Petitioner Ramoran started working with Jardine on June 6, 1976 as an accounting clerk. She rose thru the ranks and held the position of junior accountant in 1994. Antonio Robles, then Manager of the Accounting Department of respondent Jardine, was her immediate supervisor.[4]

On December 7, 1993,[5] the Human Resources Development (hereafter, "HRD") of Jardine, received from petitioner an overtime (OT) authorization slip dated December 6, 1993, covering her alleged overtime work on November 16, 17, 18, 22, 23 and 24, 1993.[6] Jardine paid petitioner overtime pay for the said days as included in the payroll for the period of December 1-15,1993.[7]

On December 15, 1993,[8] the HRD received an OT authorization slip dated December 14, 1993, prepared by petitioner, covering the overtime work allegedly rendered by her on December 13 and 14, 1993.[9] The HRD paid petitioner overtime pay for the two (2) days, as included in the next payroll covering the period of December 16-31, 1993.[10]

It is a company rule of respondent Jardine that an OT authorization slip must pertain to only one (1) date when the overtime was rendered. The OT authorization slip must also contain the following instructions: (1) that the department supervisor must forward the OT authorization slip to the guard on duty not later than 5:00 o’clock in the afternoon of the working day before the authorized overtime; (2) that the guard on duty in turn is required to transmit the OT authorization slip to the HRD not later than 9:00 o’clock in the morning of the following day; and (3) that no payment for OT work may be made unless the OT authorization slip is properly accomplished.

On December 18, 1993, Yolanda S. Carreon, HRD Clerk, together with Amelia F. Castillo, HRD Assistant, in the course of preparing and post-auditing payroll payments, noticed some irregularities in the overtime slips, dated December 6 and December 14, 1993, submitted by petitioner.[11]
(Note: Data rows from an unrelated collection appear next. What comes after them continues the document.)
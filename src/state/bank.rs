// src/state/bank.rs
//
// The patch bank: every patch the session knows about, keyed by id,
// with at most one marked active. Cross-patch referencing lives here
// because checking for reference cycles needs the whole collection.

use std::collections::HashSet;

use indexmap::IndexMap;

use super::node::NodeId;
use super::param::ParamKind;
use super::patch::{Patch, PatchId};
use crate::error::GraphError;

#[derive(Debug, Clone, Default)]
pub struct PatchBank {
    patches: IndexMap<PatchId, Patch>,
    active: Option<PatchId>,
}

impl PatchBank {
    pub fn new() -> Self {
        Self::default()
    }

    /// Create a fresh patch in the bank. The first patch created
    /// becomes active.
    pub fn create_patch(&mut self, name: impl Into<String>) -> PatchId {
        let patch = Patch::new(name);
        let id = patch.id();
        self.patches.insert(id, patch);
        if self.active.is_none() {
            self.active = Some(id);
        }
        id
    }

    /// Add a pre-built patch (import, load).
    pub fn add_patch(&mut self, patch: Patch) -> Result<PatchId, GraphError> {
        let id = patch.id();
        if self.patches.contains_key(&id) {
            return Err(GraphError::DuplicatePatch { patch: id });
        }
        self.patches.insert(id, patch);
        Ok(id)
    }

    /// Remove a patch. Every reference other patches held to it is
    /// cleared, and the active slot is vacated if it pointed here.
    pub fn remove_patch(&mut self, id: PatchId) -> Option<Patch> {
        let removed = self.patches.shift_remove(&id)?;
        if self.active == Some(id) {
            self.active = None;
        }
        for patch in self.patches.values_mut() {
            patch.clear_refs_to(id);
        }
        Some(removed)
    }

    pub fn get(&self, id: PatchId) -> Option<&Patch> {
        self.patches.get(&id)
    }

    pub fn get_mut(&mut self, id: PatchId) -> Option<&mut Patch> {
        self.patches.get_mut(&id)
    }

    pub fn contains(&self, id: PatchId) -> bool {
        self.patches.contains_key(&id)
    }

    pub fn iter(&self) -> impl Iterator<Item = &Patch> + '_ {
        self.patches.values()
    }

    pub fn len(&self) -> usize {
        self.patches.len()
    }

    pub fn is_empty(&self) -> bool {
        self.patches.is_empty()
    }

    pub fn active_id(&self) -> Option<PatchId> {
        self.active
    }

    pub fn active(&self) -> Option<&Patch> {
        self.active.and_then(|id| self.patches.get(&id))
    }

    pub fn active_mut(&mut self) -> Option<&mut Patch> {
        match self.active {
            Some(id) => self.patches.get_mut(&id),
            None => None,
        }
    }

    pub fn set_active(&mut self, id: PatchId) -> Result<(), GraphError> {
        if !self.patches.contains_key(&id) {
            return Err(GraphError::UnknownPatch { patch: id });
        }
        self.active = Some(id);
        Ok(())
    }

    pub fn clear_active(&mut self) {
        self.active = None;
    }

    /// Whether `from` references `target` through its patch reference
    /// parameters. With `transitive` set, references of references
    /// count too.
    pub fn references_patch(&self, from: PatchId, target: PatchId, transitive: bool) -> bool {
        let mut visited: HashSet<PatchId> = HashSet::new();
        let mut pending = vec![from];

        while let Some(id) = pending.pop() {
            if !visited.insert(id) {
                continue;
            }
            let Some(patch) = self.patches.get(&id) else {
                continue;
            };
            for node in patch.nodes() {
                for (_, referenced) in node.patch_refs() {
                    if referenced == target {
                        return true;
                    }
                    if transitive {
                        pending.push(referenced);
                    }
                }
            }
        }
        false
    }

    /// Every patch that (transitively) embeds `target`.
    pub fn dependents_of(&self, target: PatchId) -> Vec<PatchId> {
        self.patches
            .keys()
            .copied()
            .filter(|&id| id != target && self.references_patch(id, target, true))
            .collect()
    }

    /// Point a patch reference parameter at `target` (or clear it with
    /// `None`). Rejects unknown targets, self reference, and any
    /// target that already references the owning patch, directly or
    /// through intermediaries.
    pub fn set_patch_ref(
        &mut self,
        patch: PatchId,
        node: NodeId,
        param: &str,
        target: Option<PatchId>,
    ) -> Result<(), GraphError> {
        let owner = self
            .patches
            .get(&patch)
            .ok_or(GraphError::UnknownPatch { patch })?;
        let def = owner
            .node(node)
            .ok_or(GraphError::UnknownNode { node })?;
        let name = match def.param_entry(param) {
            None => {
                return Err(GraphError::UnknownParam {
                    node,
                    param: param.to_string(),
                });
            }
            Some((key, value)) => {
                if value.kind() != ParamKind::PatchRef {
                    return Err(GraphError::NotAPatchRef {
                        node,
                        param: param.to_string(),
                    });
                }
                key
            }
        };

        if let Some(target_id) = target {
            if target_id == patch {
                return Err(GraphError::SelfReference { patch });
            }
            if !self.patches.contains_key(&target_id) {
                return Err(GraphError::UnknownPatch { patch: target_id });
            }
            if self.references_patch(target_id, patch, true) {
                return Err(GraphError::PatchCycle {
                    patch,
                    target: target_id,
                });
            }
        }

        if let Some(owner) = self.patches.get_mut(&patch) {
            owner.store_patch_ref(node, name, target);
        }
        Ok(())
    }
}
The OT authorization slip, dated December 6, 1993, covered alleged overtime work on six (6) days, November 16, 17, 18, 22, 23, and 24, 1993, as appearing from the entries under the headings "Overtime Date" and "Actual Time". Said slip was prepared only on December 6, 1993 and signed by the security guard on December 7, 1993, or long after the stated days on which petitioner had supposedly worked overtime.[12]

The OT authorization slip dated December 14, 1993, covered the alleged overtime work for two (2) days on December 13 and 14, 1993, as appearing from the entries under the heading "Overtime Date" and "Department", "Name", and Actual Time". Said OT slip appeared to have been tampered with. In the declared overtime dates of "December 13 and 14, 1993", the words "13 &" as well as the caret mark "^" indicated the mere addition of "13 &" to the basic entry "December 14, 1993". Moreover, the entries "Roderick Paat" of the "Admin. (Department)" for the purpose "To file BPI Checks" "from 5:00 to 9:00 (p.m.)" had been cancelled or crossed out without the verifying initials of the approving Department Head. Below such cancellation, petitioner entered the date "Dec. 13/93" and "Dec. 14/93" under the heading "Dept.," and filled out the corresponding blanks for "Name", "Reason" and "Authorized Time" to cover her purported overtime work on December 13 and 14, 1993.[13]

The matter was brought to the attention of Ms. Aida N. Hornilla, HRD Supervisor, who in turn called the attention of Norman T. Tamayo, HRD Manager.[14]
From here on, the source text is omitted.